> **TASK MATERIAL**:
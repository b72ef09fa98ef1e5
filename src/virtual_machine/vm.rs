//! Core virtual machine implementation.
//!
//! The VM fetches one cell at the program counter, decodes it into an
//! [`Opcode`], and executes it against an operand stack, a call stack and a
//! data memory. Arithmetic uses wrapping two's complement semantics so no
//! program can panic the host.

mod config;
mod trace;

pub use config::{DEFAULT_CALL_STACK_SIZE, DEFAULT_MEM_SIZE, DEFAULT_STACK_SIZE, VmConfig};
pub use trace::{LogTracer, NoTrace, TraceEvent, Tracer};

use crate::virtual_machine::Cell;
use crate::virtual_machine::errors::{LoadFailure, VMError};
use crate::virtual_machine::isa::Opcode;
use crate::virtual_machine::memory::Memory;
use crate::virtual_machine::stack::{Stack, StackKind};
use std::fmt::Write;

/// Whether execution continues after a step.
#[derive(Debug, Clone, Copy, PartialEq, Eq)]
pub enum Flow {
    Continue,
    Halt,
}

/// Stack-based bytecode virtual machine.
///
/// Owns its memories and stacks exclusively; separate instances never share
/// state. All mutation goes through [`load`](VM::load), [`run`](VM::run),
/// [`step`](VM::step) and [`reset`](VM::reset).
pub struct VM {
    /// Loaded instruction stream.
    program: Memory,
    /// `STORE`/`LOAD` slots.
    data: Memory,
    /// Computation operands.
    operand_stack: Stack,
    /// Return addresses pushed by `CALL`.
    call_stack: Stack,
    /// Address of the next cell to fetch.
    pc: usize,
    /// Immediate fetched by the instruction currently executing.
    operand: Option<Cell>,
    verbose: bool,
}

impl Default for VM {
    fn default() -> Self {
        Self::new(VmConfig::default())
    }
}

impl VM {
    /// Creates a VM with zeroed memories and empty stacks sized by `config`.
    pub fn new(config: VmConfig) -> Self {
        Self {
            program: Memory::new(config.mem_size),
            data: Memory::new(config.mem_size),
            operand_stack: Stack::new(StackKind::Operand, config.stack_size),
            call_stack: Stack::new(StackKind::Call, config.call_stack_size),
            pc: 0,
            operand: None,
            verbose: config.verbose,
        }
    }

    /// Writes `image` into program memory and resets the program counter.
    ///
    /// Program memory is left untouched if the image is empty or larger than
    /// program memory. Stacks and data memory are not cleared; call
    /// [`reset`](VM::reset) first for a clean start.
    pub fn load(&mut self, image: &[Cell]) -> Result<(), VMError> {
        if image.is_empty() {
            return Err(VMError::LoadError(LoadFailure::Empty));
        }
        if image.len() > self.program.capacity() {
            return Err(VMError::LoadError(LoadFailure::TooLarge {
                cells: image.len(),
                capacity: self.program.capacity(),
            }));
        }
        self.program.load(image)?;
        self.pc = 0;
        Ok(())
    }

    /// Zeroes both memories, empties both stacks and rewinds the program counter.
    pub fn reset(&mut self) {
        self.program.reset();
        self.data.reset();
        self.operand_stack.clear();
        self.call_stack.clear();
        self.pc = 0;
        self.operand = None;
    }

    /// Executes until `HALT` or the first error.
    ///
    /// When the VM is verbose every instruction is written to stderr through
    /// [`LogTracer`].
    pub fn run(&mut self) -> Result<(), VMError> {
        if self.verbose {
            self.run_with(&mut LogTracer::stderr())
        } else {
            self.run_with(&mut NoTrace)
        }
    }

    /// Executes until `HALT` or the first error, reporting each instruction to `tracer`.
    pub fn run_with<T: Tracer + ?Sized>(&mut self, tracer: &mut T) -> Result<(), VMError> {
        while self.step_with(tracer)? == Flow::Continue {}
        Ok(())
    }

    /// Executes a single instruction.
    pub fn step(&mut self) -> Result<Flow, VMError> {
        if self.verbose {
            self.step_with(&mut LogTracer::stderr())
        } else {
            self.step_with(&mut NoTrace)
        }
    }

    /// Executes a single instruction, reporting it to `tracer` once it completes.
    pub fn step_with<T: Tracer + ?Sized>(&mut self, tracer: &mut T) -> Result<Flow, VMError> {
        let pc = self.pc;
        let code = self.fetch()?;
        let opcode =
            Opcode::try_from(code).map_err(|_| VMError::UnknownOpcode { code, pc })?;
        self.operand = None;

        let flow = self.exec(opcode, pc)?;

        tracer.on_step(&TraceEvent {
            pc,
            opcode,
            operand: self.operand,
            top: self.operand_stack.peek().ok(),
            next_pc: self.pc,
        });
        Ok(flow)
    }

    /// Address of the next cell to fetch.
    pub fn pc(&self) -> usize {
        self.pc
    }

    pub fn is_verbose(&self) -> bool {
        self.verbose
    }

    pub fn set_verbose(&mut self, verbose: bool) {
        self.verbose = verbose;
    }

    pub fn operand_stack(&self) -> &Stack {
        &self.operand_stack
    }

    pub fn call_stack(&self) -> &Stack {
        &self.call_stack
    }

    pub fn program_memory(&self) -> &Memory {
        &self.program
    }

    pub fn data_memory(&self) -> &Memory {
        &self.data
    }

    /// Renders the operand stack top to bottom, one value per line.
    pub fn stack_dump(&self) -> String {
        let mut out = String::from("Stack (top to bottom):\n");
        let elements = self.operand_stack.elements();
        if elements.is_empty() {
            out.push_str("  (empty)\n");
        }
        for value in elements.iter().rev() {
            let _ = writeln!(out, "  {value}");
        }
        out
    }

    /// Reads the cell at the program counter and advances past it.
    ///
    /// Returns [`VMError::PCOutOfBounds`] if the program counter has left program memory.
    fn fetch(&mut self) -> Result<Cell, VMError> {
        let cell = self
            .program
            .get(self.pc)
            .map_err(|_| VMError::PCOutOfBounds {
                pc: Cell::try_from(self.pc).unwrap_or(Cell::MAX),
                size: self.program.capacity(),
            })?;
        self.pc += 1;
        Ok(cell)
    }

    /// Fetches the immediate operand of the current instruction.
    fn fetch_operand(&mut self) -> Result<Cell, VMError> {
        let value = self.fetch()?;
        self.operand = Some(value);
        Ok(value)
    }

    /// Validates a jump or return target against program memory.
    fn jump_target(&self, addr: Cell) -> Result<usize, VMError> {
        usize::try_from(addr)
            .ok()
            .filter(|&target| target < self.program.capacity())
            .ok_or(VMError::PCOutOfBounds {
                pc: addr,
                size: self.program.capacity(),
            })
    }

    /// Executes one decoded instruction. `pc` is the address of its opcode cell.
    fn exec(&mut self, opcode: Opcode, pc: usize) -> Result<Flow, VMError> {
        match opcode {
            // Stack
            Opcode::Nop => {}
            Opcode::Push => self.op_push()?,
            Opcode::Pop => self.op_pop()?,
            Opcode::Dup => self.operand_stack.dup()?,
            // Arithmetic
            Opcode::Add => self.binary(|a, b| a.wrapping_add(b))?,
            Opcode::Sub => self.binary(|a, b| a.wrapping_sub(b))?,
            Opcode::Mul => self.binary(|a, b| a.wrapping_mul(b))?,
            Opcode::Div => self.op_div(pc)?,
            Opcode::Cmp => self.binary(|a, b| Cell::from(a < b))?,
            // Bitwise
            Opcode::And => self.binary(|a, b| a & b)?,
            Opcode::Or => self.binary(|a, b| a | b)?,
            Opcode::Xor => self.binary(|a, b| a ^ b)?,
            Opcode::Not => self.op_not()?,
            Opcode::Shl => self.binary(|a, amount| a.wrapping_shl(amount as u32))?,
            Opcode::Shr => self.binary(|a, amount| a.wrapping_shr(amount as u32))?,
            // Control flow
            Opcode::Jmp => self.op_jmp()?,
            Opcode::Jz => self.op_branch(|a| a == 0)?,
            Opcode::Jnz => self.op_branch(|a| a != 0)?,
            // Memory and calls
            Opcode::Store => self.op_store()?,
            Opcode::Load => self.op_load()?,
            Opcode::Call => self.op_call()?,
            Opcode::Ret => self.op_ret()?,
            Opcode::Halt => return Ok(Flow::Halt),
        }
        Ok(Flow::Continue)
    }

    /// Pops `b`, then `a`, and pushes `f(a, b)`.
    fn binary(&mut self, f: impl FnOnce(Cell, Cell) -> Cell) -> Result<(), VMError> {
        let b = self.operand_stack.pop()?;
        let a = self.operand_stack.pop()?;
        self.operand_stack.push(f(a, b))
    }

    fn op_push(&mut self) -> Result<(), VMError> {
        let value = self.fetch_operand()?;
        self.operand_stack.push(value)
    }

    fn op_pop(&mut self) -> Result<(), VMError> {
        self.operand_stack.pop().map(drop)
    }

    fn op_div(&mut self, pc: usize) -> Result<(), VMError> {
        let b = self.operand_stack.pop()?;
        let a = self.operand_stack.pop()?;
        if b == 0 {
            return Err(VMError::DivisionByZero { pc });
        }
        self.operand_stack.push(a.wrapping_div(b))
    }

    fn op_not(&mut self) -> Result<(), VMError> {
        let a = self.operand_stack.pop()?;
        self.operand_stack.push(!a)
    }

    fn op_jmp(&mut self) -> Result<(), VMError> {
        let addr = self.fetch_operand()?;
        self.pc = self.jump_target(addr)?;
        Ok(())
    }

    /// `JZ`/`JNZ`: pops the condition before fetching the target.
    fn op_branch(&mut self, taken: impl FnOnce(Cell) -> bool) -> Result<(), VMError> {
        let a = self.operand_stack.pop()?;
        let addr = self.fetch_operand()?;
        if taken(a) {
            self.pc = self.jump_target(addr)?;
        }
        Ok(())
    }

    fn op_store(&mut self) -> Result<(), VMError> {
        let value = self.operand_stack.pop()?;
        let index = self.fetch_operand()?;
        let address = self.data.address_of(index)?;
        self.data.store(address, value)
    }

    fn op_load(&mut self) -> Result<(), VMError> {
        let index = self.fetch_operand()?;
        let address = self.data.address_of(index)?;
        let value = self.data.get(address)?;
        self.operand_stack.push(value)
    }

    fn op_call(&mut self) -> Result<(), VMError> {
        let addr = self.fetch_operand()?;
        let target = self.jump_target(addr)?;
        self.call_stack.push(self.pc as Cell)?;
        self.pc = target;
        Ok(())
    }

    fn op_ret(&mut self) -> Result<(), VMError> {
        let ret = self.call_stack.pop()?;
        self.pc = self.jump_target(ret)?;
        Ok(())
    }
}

...

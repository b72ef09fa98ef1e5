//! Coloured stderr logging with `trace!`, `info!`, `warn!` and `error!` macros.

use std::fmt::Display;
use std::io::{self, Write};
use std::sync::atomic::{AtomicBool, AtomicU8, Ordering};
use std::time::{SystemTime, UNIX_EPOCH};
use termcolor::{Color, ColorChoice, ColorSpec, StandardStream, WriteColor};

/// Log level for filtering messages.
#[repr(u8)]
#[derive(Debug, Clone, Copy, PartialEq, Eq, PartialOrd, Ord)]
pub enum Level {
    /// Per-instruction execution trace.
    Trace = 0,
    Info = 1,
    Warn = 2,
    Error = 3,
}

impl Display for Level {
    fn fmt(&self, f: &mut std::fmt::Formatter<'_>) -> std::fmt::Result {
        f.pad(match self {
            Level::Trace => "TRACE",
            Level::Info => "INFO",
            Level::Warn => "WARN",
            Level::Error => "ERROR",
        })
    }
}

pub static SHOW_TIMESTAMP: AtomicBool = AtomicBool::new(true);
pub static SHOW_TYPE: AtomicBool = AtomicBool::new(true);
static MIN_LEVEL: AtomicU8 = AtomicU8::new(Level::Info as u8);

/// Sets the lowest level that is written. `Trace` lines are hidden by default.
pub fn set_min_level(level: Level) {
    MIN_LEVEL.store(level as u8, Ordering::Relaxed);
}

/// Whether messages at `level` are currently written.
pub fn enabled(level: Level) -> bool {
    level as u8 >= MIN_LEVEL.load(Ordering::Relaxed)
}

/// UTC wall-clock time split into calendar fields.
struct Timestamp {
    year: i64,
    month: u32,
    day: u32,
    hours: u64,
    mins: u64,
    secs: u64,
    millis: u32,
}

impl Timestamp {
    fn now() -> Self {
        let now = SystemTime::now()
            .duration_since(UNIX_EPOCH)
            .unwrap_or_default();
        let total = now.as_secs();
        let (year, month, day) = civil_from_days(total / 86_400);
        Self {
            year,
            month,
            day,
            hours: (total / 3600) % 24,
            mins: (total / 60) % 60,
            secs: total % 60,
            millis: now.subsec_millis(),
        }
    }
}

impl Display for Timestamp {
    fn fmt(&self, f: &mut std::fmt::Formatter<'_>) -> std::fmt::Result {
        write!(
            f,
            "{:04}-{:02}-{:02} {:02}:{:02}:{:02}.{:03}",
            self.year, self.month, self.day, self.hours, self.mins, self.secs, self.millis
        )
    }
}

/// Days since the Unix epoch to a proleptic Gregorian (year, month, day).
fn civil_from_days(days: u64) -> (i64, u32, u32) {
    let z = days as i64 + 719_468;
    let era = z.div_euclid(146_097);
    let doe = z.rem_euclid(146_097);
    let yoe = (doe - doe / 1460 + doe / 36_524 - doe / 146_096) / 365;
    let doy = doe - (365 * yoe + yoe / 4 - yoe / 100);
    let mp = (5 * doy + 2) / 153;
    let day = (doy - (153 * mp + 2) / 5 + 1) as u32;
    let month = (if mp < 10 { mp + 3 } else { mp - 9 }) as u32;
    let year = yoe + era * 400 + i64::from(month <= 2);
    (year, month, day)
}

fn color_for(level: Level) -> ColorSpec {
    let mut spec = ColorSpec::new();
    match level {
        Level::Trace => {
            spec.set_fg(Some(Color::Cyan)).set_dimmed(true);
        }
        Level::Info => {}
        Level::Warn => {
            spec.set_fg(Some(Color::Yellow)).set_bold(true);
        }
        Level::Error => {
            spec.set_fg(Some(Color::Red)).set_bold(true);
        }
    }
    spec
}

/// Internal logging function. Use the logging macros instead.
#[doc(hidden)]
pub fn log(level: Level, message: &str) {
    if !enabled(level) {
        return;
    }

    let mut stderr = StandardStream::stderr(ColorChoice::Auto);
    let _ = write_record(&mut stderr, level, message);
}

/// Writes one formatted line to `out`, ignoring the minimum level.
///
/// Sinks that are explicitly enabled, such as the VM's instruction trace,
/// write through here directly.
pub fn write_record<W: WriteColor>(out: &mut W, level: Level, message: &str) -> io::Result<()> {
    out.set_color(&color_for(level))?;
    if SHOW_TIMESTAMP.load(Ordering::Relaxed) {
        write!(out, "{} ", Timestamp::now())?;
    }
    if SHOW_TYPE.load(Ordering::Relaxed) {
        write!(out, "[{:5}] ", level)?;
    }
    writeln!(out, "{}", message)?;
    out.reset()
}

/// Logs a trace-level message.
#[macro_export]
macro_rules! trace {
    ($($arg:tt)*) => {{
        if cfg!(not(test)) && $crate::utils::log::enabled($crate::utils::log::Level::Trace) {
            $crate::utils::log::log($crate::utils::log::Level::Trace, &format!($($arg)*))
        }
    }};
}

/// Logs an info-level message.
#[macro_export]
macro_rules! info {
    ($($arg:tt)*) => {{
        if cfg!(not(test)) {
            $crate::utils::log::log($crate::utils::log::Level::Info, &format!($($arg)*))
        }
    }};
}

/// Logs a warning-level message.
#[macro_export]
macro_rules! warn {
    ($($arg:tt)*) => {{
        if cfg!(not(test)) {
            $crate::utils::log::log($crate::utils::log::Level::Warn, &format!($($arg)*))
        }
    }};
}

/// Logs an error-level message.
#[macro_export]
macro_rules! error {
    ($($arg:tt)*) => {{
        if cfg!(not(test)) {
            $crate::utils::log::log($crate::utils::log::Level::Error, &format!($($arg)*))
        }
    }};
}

> **PROBLEM DESCRIPTION**: Within the listing, how many lines hold the word "NoTrace"? Only the number is to be given.

> **RESPONSE TO THIS TASK**: 3